::: Task inputs :::

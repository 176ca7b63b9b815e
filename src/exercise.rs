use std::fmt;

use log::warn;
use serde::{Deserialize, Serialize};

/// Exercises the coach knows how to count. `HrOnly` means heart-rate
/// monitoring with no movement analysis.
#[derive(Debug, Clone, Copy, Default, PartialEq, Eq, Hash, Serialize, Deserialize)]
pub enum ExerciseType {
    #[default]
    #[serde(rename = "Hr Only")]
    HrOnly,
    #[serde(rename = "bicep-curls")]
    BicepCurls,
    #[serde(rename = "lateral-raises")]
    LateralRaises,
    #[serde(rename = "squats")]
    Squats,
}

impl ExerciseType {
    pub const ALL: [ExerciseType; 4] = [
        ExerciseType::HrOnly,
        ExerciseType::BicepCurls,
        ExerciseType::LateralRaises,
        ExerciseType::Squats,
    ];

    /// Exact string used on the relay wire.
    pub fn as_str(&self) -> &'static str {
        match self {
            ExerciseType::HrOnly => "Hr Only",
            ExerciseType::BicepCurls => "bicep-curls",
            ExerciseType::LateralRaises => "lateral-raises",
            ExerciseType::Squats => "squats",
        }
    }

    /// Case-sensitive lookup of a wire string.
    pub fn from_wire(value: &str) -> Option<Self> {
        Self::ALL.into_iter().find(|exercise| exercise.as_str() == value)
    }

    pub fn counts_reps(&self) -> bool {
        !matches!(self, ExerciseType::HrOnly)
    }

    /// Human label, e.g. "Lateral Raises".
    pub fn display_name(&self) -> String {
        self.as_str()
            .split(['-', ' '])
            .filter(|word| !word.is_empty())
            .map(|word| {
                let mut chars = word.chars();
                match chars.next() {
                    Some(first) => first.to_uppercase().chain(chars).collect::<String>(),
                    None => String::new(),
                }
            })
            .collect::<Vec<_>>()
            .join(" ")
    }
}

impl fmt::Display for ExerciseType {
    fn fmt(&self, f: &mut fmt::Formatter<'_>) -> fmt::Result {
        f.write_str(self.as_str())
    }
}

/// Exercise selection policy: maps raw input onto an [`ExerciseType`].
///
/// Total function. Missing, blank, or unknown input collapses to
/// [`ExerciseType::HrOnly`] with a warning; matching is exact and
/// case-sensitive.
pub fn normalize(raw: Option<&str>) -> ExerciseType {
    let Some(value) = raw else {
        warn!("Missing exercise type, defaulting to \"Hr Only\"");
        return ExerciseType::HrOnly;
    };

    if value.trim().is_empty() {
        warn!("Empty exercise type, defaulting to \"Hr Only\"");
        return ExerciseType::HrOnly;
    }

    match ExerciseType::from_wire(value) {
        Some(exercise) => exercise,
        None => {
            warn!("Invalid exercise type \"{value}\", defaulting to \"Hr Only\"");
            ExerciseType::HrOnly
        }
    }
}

:::
::: Task inputs :::

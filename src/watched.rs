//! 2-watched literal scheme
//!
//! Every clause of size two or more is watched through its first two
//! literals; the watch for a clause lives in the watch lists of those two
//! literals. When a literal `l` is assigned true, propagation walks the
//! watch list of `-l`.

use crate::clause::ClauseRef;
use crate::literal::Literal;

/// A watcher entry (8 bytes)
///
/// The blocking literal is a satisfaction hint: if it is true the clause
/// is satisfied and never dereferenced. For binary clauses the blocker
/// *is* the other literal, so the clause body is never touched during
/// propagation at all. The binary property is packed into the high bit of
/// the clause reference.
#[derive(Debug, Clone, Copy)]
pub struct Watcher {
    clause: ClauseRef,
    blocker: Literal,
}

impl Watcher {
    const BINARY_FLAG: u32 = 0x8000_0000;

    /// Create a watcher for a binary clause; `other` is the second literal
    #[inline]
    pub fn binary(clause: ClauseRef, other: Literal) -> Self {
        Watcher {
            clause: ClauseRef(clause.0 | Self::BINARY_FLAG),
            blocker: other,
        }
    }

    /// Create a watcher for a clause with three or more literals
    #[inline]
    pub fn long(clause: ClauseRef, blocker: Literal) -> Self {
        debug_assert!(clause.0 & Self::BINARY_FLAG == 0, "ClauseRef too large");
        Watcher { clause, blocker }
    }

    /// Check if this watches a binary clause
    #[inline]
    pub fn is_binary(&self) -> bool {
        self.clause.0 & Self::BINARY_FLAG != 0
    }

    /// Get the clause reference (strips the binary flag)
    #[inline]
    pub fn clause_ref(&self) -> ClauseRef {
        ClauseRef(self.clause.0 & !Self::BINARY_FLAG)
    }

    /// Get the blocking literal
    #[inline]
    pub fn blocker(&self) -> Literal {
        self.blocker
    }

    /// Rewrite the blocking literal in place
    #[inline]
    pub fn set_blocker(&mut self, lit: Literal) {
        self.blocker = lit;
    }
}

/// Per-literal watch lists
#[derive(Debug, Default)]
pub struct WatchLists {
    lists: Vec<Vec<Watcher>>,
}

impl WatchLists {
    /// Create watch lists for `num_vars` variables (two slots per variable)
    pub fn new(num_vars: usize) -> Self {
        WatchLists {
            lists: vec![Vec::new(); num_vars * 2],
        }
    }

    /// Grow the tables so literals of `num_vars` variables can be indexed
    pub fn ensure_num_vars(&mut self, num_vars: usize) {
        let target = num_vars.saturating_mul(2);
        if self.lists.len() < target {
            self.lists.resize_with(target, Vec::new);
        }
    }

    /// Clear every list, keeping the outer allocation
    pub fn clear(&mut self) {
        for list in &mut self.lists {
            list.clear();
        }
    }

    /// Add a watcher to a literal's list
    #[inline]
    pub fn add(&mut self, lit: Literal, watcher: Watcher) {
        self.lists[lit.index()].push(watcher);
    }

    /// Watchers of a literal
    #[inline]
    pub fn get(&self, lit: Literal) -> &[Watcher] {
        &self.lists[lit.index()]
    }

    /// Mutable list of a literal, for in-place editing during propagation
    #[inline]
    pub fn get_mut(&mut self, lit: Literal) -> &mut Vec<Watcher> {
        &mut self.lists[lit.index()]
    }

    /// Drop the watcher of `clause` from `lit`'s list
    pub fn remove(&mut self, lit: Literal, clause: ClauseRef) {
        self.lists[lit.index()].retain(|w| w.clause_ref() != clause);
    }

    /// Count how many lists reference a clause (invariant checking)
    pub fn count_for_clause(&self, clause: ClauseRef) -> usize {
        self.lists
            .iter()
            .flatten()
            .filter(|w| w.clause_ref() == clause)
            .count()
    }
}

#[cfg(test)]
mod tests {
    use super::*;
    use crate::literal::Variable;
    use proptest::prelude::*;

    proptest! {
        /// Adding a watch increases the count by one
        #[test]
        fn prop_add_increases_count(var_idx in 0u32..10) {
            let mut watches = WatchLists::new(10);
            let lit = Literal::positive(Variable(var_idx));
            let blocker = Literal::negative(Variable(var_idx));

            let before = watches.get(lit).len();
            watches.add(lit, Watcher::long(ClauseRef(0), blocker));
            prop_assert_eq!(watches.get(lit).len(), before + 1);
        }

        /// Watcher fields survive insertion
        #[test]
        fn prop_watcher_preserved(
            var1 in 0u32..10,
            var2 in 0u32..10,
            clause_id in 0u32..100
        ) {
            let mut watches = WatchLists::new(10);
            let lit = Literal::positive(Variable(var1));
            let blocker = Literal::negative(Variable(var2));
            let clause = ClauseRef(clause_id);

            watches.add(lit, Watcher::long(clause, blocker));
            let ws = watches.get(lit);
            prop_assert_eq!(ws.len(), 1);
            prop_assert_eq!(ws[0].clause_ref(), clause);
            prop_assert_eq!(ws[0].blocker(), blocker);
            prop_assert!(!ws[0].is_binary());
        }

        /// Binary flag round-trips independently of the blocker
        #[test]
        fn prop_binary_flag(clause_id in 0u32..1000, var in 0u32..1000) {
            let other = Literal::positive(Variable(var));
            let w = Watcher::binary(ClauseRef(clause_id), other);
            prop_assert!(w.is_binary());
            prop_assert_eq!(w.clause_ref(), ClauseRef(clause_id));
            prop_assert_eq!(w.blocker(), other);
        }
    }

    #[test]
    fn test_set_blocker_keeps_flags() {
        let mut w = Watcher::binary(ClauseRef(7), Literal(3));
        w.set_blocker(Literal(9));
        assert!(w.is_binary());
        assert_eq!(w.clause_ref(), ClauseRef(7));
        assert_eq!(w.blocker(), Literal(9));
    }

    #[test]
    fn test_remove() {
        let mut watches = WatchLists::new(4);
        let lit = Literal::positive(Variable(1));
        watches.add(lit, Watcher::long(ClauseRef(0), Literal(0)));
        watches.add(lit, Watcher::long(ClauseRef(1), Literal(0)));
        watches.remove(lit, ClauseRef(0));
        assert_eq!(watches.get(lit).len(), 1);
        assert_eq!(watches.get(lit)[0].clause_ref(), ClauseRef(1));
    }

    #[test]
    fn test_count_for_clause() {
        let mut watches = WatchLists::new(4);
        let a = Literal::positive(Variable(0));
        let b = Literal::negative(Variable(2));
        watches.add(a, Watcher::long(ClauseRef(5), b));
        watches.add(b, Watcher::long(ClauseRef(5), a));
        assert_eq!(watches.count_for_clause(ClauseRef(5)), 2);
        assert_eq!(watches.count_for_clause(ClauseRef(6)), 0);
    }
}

:::

Determine which lines above include the word "target", and report those lines in full.

**Output below:**
        let target = num_vars.saturating_mul(2);
        if self.lists.len() < target {
            self.lists.resize_with(target, Vec::new);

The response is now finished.